┌────────
//! DashboardService – one fetch-then-render step per call.
//!
//! The service owns the two render targets and the two sequence guards.
//! It is shared behind an `Arc` by the poll loops and the override
//! controller; none of them talk to each other.

use crate::error::Result;
use crate::gateway::Backend;
use crate::protocol::HazardSnapshot;
use crate::reconcile::apply_room_states;
use crate::render::render_plan;
use crate::sequence::SequenceGuard;
use crate::surface::{shared, PlanView, RoomView, SharedView};
use crate::topology::Topology;
use log::{debug, warn};
use serde::{Deserialize, Serialize};
use std::path::PathBuf;
use std::sync::atomic::{AtomicU64, Ordering};

// ---------------------------------------------------------------------------
// Step outcomes
// ---------------------------------------------------------------------------

#[derive(Debug, Clone, Copy, PartialEq, Eq)]
pub enum PlanOutcome {
    /// Snapshot rendered; it is now on screen.
    Rendered,
    /// Fetch failed; the last good render stays on screen.
    Skipped,
    /// A newer response was already rendered; this one was dropped.
    Discarded,
}

#[derive(Debug, Clone, Copy, PartialEq, Eq)]
pub enum RoomOutcome {
    /// States applied; `changed` zones switched category.
    Applied { changed: usize },
    /// Fetch failed; "no data" shown, zones untouched.
    NoData,
    Discarded,
}

#[derive(Debug, Clone, Default, PartialEq, Eq, Serialize, Deserialize)]
pub struct DashboardStats {
    pub plan_renders: u64,
    pub plan_fetch_failures: u64,
    pub room_applies: u64,
    pub room_no_data: u64,
    pub stale_discarded: u64,
}

#[derive(Debug, Default)]
struct Counters {
    plan_renders: AtomicU64,
    plan_fetch_failures: AtomicU64,
    room_applies: AtomicU64,
    room_no_data: AtomicU64,
    stale_discarded: AtomicU64,
}

fn bump(counter: &AtomicU64) {
    counter.fetch_add(1, Ordering::Relaxed);
}

// ---------------------------------------------------------------------------
// Service
// ---------------------------------------------------------------------------

pub struct DashboardService<B> {
    backend: B,
    topology: Topology,
    plan_view: SharedView<PlanView>,
    room_view: SharedView<RoomView>,
    plan_seq: SequenceGuard,
    room_seq: SequenceGuard,
    svg_out: Option<PathBuf>,
    counters: Counters,
}

impl<B: Backend> DashboardService<B> {
    pub fn new(backend: B, topology: Topology) -> Self {
        Self {
            backend,
            plan_view: shared(PlanView::new(&topology)),
            room_view: shared(RoomView::new()),
            topology,
            plan_seq: SequenceGuard::new(),
            room_seq: SequenceGuard::new(),
            svg_out: None,
            counters: Counters::default(),
        }
    }

    /// Also write the map as SVG to `path` after every accepted plan render.
    pub fn with_svg_out(mut self, path: Option<PathBuf>) -> Self {
        self.svg_out = path;
        self
    }

    pub fn backend(&self) -> &B {
        &self.backend
    }

    pub fn topology(&self) -> &Topology {
        &self.topology
    }

    pub fn plan_view(&self) -> SharedView<PlanView> {
        self.plan_view.clone()
    }

    pub fn room_view(&self) -> SharedView<RoomView> {
        self.room_view.clone()
    }

    // -----------------------------------------------------------------------
    // Hazard / plan stream
    // -----------------------------------------------------------------------

    /// One hazard/plan poll: fetch, then render. A failed fetch is logged
    /// and skipped.
    pub async fn poll_plan(&self) -> PlanOutcome {
        let ticket = self.plan_seq.issue();
        match self.backend.fetch_plan(None).await {
            Ok(snapshot) => self.commit_plan(ticket, &snapshot),
            Err(e) => {
                warn!("Hazard poll #{} failed: {}", ticket, e);
                bump(&self.counters.plan_fetch_failures);
                PlanOutcome::Skipped
            }
        }
    }

    /// Submit `hazards` as an override and render the backend's answer right
    /// away. Errors go back to the caller.
    pub async fn submit_override(&self, hazards: &[String]) -> Result<PlanOutcome> {
        let ticket = self.plan_seq.issue();
        let snapshot = self.backend.fetch_plan(Some(hazards)).await?;
        Ok(self.commit_plan(ticket, &snapshot))
    }

    /// Render `snapshot` if `ticket` is still the newest on the plan stream.
    fn commit_plan(&self, ticket: u64, snapshot: &HazardSnapshot) -> PlanOutcome {
        let svg = {
            let mut view = self.plan_view.lock();
            if !self.plan_seq.accept(ticket) {
                debug!(
                    "Discarding stale plan response #{} (rendered #{})",
                    ticket,
                    self.plan_seq.last_rendered()
                );
                bump(&self.counters.stale_discarded);
                return PlanOutcome::Discarded;
            }
            render_plan(snapshot, &mut view, &self.topology);
            bump(&self.counters.plan_renders);
            self.svg_out.as_ref().map(|_| view.canvas.to_svg())
        };

        if let (Some(path), Some(svg)) = (&self.svg_out, svg) {
            if let Err(e) = std::fs::write(path, svg) {
                warn!("Failed to write map SVG to {}: {}", path.display(), e);
            }
        }
        PlanOutcome::Rendered
    }

    // -----------------------------------------------------------------------
    // Room-state stream
    // -----------------------------------------------------------------------

    /// One room-state poll. Always reaches the reconciler, so a failed
    /// fetch surfaces as the "no data" message.
    pub async fn poll_rooms(&self) -> RoomOutcome {
        let ticket = self.room_seq.issue();
        let states = self.backend.fetch_room_states().await;

        let mut view = self.room_view.lock();
        if !self.room_seq.accept(ticket) {
            debug!("Discarding stale room-state response #{}", ticket);
            bump(&self.counters.stale_discarded);
            return RoomOutcome::Discarded;
        }

        let changed = apply_room_states(states.as_ref(), &mut view);
        match states {
            Some(_) => {
                bump(&self.counters.room_applies);
                RoomOutcome::Applied { changed }
            }
            None => {
                bump(&self.counters.room_no_data);
                RoomOutcome::NoData
            }
        }
    }

    // -----------------------------------------------------------------------
    // Stats
    // -----------------------------------------------------------------------

    pub fn stats(&self) -> DashboardStats {
        let c = &self.counters;
        DashboardStats {
            plan_renders: c.plan_renders.load(Ordering::Relaxed),
            plan_fetch_failures: c.plan_fetch_failures.load(Ordering::Relaxed),
            room_applies: c.room_applies.load(Ordering::Relaxed),
            room_no_data: c.room_no_data.load(Ordering::Relaxed),
            stale_discarded: c.stale_discarded.load(Ordering::Relaxed),
        }
    }
}
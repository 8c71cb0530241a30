//! Building topology: the fixed node-position table and edge list the
//! hazard overlay paints onto.
//!
//! This is a static backdrop. It is not part of backend state, it is never
//! derived from a snapshot, and it is never mutated at runtime.

use crate::types::Point;

// ---------------------------------------------------------------------------
// Node table
// ---------------------------------------------------------------------------

#[derive(Debug, Clone, Copy, PartialEq)]
pub struct TopologyNode {
    pub id: &'static str,
    pub position: Point,
}

const fn node(id: &'static str, x: f32, y: f32) -> TopologyNode {
    TopologyNode {
        id,
        position: Point::new(x, y),
    }
}

/// Canvas size the position table is laid out for.
pub const MAP_WIDTH: u32 = 600;
pub const MAP_HEIGHT: u32 = 400;

/// Rooms, hallway junctions and the exit, in draw order.
static NODES: [TopologyNode; 9] = [
    node("R1", 80.0, 320.0),
    node("R2", 80.0, 80.0),
    node("R3", 250.0, 80.0),
    node("R4", 250.0, 320.0),
    node("R5", 420.0, 80.0),
    node("R6", 520.0, 80.0),
    node("H1", 250.0, 200.0),
    node("H2", 420.0, 200.0),
    node("X1", 540.0, 330.0),
];

static EDGES: [(&str, &str); 8] = [
    ("R1", "H1"),
    ("R2", "H1"),
    ("R3", "H1"),
    ("R4", "H1"),
    ("H1", "H2"),
    ("R5", "H2"),
    ("R6", "H2"),
    ("H2", "X1"),
];

// ---------------------------------------------------------------------------
// Topology
// ---------------------------------------------------------------------------

/// Read-only view over a node table and an edge list.
#[derive(Debug, Clone, Copy)]
pub struct Topology {
    nodes: &'static [TopologyNode],
    edges: &'static [(&'static str, &'static str)],
    width: u32,
    height: u32,
}

impl Topology {
    /// The SafePath demo building.
    pub fn building() -> Self {
        Self {
            nodes: &NODES,
            edges: &EDGES,
            width: MAP_WIDTH,
            height: MAP_HEIGHT,
        }
    }

    /// Nodes in their fixed draw order.
    pub fn nodes(&self) -> &'static [TopologyNode] {
        self.nodes
    }

    pub fn edges(&self) -> &'static [(&'static str, &'static str)] {
        self.edges
    }

    pub fn position(&self, id: &str) -> Option<Point> {
        self.nodes.iter().find(|n| n.id == id).map(|n| n.position)
    }

    pub fn dimensions(&self) -> (u32, u32) {
        (self.width, self.height)
    }

    /// Edge endpoints resolved to positions. Edges naming an unknown node
    /// are skipped.
    pub fn edge_segments(&self) -> impl Iterator<Item = (Point, Point)> + '_ {
        self.edges
            .iter()
            .filter_map(|(a, b)| Some((self.position(a)?, self.position(b)?)))
    }
}

impl Default for Topology {
    fn default() -> Self {
        Self::building()
    }
}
└────────
--- Problem requirements ---
Output exactly the lines of the records from the first through the one bearing "use crate::protocol::HazardSnapshot;", both ends included.

--- Solution below ---
//! DashboardService – one fetch-then-render step per call.
//!
//! The service owns the two render targets and the two sequence guards.
//! It is shared behind an `Arc` by the poll loops and the override
//! controller; none of them talk to each other.

use crate::error::Result;
use crate::gateway::Backend;
use crate::protocol::HazardSnapshot;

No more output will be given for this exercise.